# New Orleans



## TerryCurley (Jan 4, 2015)

I think I might be done with this one.


----------



## TerryCurley (Jan 4, 2015)

*reference*

Here is the photo I used as a reference for this painting. Yeah I changed the colors and left some stuff out.


----------



## dickhutchings (Oct 6, 2015)

Well done Terry. I like how you made it look painterly and colorful. Extra nice job on the horse!


----------



## TerryCurley (Jan 4, 2015)

dickhutchings said:


> Well done Terry. I like how you made it look painterly and colorful. Extra nice job on the horse!

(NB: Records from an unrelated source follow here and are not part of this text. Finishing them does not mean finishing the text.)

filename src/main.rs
#![warn(clippy::all, clippy::pedantic, clippy::nursery, clippy::cargo)]

use std::process::ExitCode;

fn main() -> ExitCode {
    daily_tasks::run()
}
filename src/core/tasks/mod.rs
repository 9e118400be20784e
// Daily task reminders.
//
// Architecture:
// - model.rs: Task identifiers, per-task config and notification types
// - definitions.rs: The task table and its generic predicate evaluation
// - engine.rs: Reset-gated evaluation passes and notification dispatch

pub mod definitions;
pub mod engine;
pub mod model;
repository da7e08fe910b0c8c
use serde::Deserialize;

use crate::errors::LinkError;
use crate::session::SessionConfig;

/// Read model served by the controller: past commands and the saved demo
/// catalog. Consumed read-only; the store behind it is the controller's.
#[derive(Deserialize, Debug, Clone, Default)]
pub struct Dashboard {
    #[serde(rename = "historial", default)]
    pub history: Vec<HistoryEntry>,
    #[serde(default)]
    pub demos: Vec<DemoEntry>,
}

#[derive(Deserialize, Debug, Clone, PartialEq, Eq)]
pub struct HistoryEntry {
    #[serde(rename = "hora")]
    pub time: String,
    #[serde(rename = "comando")]
    pub command: String,
    #[serde(rename = "origen")]
    pub source: String,
}

#[derive(Deserialize, Debug, Clone, PartialEq, Eq)]
pub struct DemoEntry {
    #[serde(rename = "nombre_demo")]
    pub name: String,
}

pub async fn fetch_dashboard(config: &SessionConfig) -> Result<Dashboard, LinkError> {
    let response = reqwest::get(config.dashboard_url())
        .await
        .map_err(|e| LinkError::DashboardFetch(e.to_string()))?;
    response
        .json::<Dashboard>()
        .await
        .map_err(|e| LinkError::DashboardFetch(e.to_string()))
}
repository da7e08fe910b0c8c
mod link_error;

pub use link_error::*;
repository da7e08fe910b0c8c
use std::time::{Duration, Instant};

use futures_util::{SinkExt, StreamExt};
use rover_link::packets::{InboundMessage, TelemetryBand};
use rover_link::session::{RoverSession, SessionConfig, SessionEvent};
use rover_link::{Command, LinkError};
use tokio::net::TcpListener;
use tokio::sync::broadcast;
use tokio::time::timeout;
use tokio_tungstenite::accept_async;
use tokio_tungstenite::tungstenite::Message;

const RETRY_MS: u64 = 200;

async fn next_event(rx: &mut broadcast::Receiver<SessionEvent>) -> SessionEvent {
    timeout(Duration::from_secs(5), rx.recv())
        .await
        .expect("timed out waiting for a session event")
        .expect("event channel closed")
}

async fn bind_local() -> (TcpListener, SessionConfig) {
    let listener = TcpListener::bind("127.0.0.1:0").await.unwrap();
    let port = listener.local_addr().unwrap().port() as u32;
    let config = SessionConfig::new("127.0.0.1".to_string(), port, RETRY_MS);
    (listener, config)
}

#[tokio::test]
async fn test_send_while_disconnected_is_dropped() {
    // No controller listening at all; the session was never connected.
    let session = RoverSession::new(SessionConfig::new("127.0.0.1".to_string(), 9, RETRY_MS));
    let err = session
        .send_move(Command::new("ADELANTE"))
        .await
        .unwrap_err();
    assert_eq!(err, LinkError::NotConnected);
}

#[tokio::test(flavor = "multi_thread")]
async fn test_reconnects_after_transport_drop() {
    let (listener, config) = bind_local().await;

    let server = tokio::spawn(async move {
        // First connection: handshake, then drop the socket outright.
        let (stream, _) = listener.accept().await.unwrap();
        let ws = accept_async(stream).await.unwrap();
        drop(ws);

        // Second connection: stay up and push a telemetry frame.
        let (stream, _) = listener.accept().await.unwrap();
        let mut ws = accept_async(stream).await.unwrap();
        ws.send(Message::Text(
            r#"{"tipo":"sensor","valor":"15.0"}"#.to_string(),
        ))
        .await
        .unwrap();
        tokio::time::sleep(Duration::from_secs(5)).await;
    });

    let session = RoverSession::new(config);
    let mut events = session.subscribe();
    session.connect();

    assert!(matches!(next_event(&mut events).await, SessionEvent::Connected));

    assert!(matches!(
        next_event(&mut events).await,
        SessionEvent::Disconnected
    ));
    let dropped_at = Instant::now();

    // Recovery requires no external call, but must wait out the fixed delay:
    // never more than one dial per retry window.
    assert!(matches!(next_event(&mut events).await, SessionEvent::Connected));
    assert!(
        dropped_at.elapsed() >= Duration::from_millis(RETRY_MS - 50),
        "reconnected faster than the retry delay allows"
    );
    assert!(session.is_connected().await);

    // The replacement connection dispatches frames like the first one.
    match next_event(&mut events).await {
        SessionEvent::Message(InboundMessage::Telemetry { value, band }) => {
            assert_eq!(value, 15.0);
            assert_eq!(band, TelemetryBand::Critical);
        }
        other => panic!("expected a telemetry event, got {:?}", other),
    }

    server.abort();
}

#[tokio::test(flavor = "multi_thread")]
async fn test_connect_is_idempotent() {
    let (listener, config) = bind_local().await;

    let server = tokio::spawn(async move {
        let (stream, _) = listener.accept().await.unwrap();
        let mut ws = accept_async(stream).await.unwrap();
        ws.send(Message::Text(r#"{"status":"demo_finalizada"}"#.to_string()))
            .await
            .unwrap();
        tokio::time::sleep(Duration::from_secs(5)).await;
    });

    let session = RoverSession::new(config);
    let mut events = session.subscribe();
    session.connect();
    assert!(matches!(next_event(&mut events).await, SessionEvent::Connected));

    // A second connect() while the link is up must not spawn a second
    // supervisor: the next event is the controller's frame, not another
    // Connected.
    session.connect();
    assert!(matches!(
        next_event(&mut events).await,
        SessionEvent::Message(InboundMessage::DemoFinished)
    ));

    server.abort();
}

#[tokio::test(flavor = "multi_thread")]
async fn test_requests_reach_the_wire() {
    let (listener, config) = bind_local().await;
    let (reply_tx, reply_rx) = tokio::sync::oneshot::channel();

    let server = tokio::spawn(async move {
        let (stream, _) = listener.accept().await.unwrap();
        let mut ws = accept_async(stream).await.unwrap();
        while let Some(Ok(frame)) = ws.next().await {
            if let Message::Text(text) = frame {
                let _ = reply_tx.send(text);
                break;
            }
        }
        tokio::time::sleep(Duration::from_secs(5)).await;
    });

    let session = RoverSession::new(config);
    let mut events = session.subscribe();
    session.connect();
    assert!(matches!(next_event(&mut events).await, SessionEvent::Connected));

    session.send_move(Command::new("ADELANTE")).await.unwrap();

    let raw = timeout(Duration::from_secs(5), reply_rx)
        .await
        .unwrap()
        .unwrap();
    let value: serde_json::Value = serde_json::from_str(&raw).unwrap();
    assert_eq!(value["accion"], "mover");
    assert_eq!(value["comando"], "ADELANTE");

    server.abort();
}

#[tokio::test(flavor = "multi_thread")]
async fn test_blank_demo_name_rejected_before_any_traffic() {
    let (listener, config) = bind_local().await;

    let server = tokio::spawn(async move {
        let (stream, _) = listener.accept().await.unwrap();
        let mut ws = accept_async(stream).await.unwrap();
        // Fail the test from the server side if anything arrives.
        if let Some(Ok(Message::Text(text))) = ws.next().await {
            panic!("unexpected traffic for a blank demo name: {}", text);
        }
    });

    let session = RoverSession::new(config);
    let mut events = session.subscribe();
    session.connect();
    assert!(matches!(next_event(&mut events).await, SessionEvent::Connected));

    assert_eq!(
        session.save_demo("   ", Vec::new()).await,
        Err(LinkError::EmptyDemoName)
    );
    assert_eq!(session.run_demo("").await, Err(LinkError::EmptyDemoName));

    server.abort();
}
mod recorder;

pub use recorder::*;
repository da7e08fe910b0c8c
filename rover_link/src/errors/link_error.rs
use std::error::Error;
use std::fmt;

/// Failure conditions of the control client. None of these are fatal: the
/// session retries forever, the recorder rejects bad transitions, and the
/// caller decides what to surface to the operator.
#[derive(Debug, Clone, PartialEq, Eq)]
pub enum LinkError {
    /// A send was attempted while the transport was down. The request is
    /// dropped, never queued.
    NotConnected,
    FailedToSend(String),
    Serialization(String),
    /// An inbound frame was not valid JSON. The frame is dropped and the
    /// read loop keeps going.
    MalformedInboundPayload(String),
    /// `stop()` with no recording in progress.
    NotRecording,
    /// `start()` while a recording is in progress.
    AlreadyRecording,
    /// A demo save or run was attempted with a blank name.
    EmptyDemoName,
    DashboardFetch(String),
}

impl Error for LinkError {
    fn source(&self) -> Option<&(dyn Error + 'static)> {
        None
    }
}

impl fmt::Display for LinkError {
    fn fmt(&self, f: &mut fmt::Formatter<'_>) -> fmt::Result {
        match *self {
            LinkError::NotConnected => write!(f, "not connected to the controller"),
            LinkError::FailedToSend(ref msg) => write!(f, "send error: {}", msg),
            LinkError::Serialization(ref msg) => write!(f, "serialization error: {}", msg),
            LinkError::MalformedInboundPayload(ref msg) => {
                write!(f, "malformed inbound payload: {}", msg)
            }
            LinkError::NotRecording => write!(f, "no recording in progress"),
            LinkError::AlreadyRecording => write!(f, "a recording is already in progress"),
            LinkError::EmptyDemoName => write!(f, "demo name must not be empty"),
            LinkError::DashboardFetch(ref msg) => write!(f, "dashboard fetch failed: {}", msg),
        }
    }
}
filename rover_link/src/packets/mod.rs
mod inbound;
mod outbound;

pub use inbound::*;
pub use outbound::*;
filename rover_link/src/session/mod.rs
mod session;
mod session_config;

pub use session::*;
pub use session_config::*;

Thank you Dick. I just learned a new word 'painterly'. :wink:


----------



## Susan Mulno (Apr 13, 2015)

Wow Terry! I love it!


----------



## TerryCurley (Jan 4, 2015)

Thank you Susan. You always give me so much encouragement and I really appreciate it.


----------



## tlfab4 (Oct 14, 2016)

Very nice.


----------



## Susan Mulno (Apr 13, 2015)

BTW, I found it! :biggrin:


----------



## Liz (Jan 10, 2015)

Well done and I must say you do know how to use color!


----------



## TerryCurley (Jan 4, 2015)

Susan Mulno said:


> BTW, I found it! :biggrin:


Found what?


----------



## Susan Mulno (Apr 13, 2015)

TerryCurley said:


> Found what?


Spaceship!


----------



## TerryCurley (Jan 4, 2015)

Yup...there is a spaceship. I put UFO's in most all my landscapes. :biggrin:


----------



## ARTadmin (Mar 9, 2013)

This painting feels "happy". I really like this one.


----------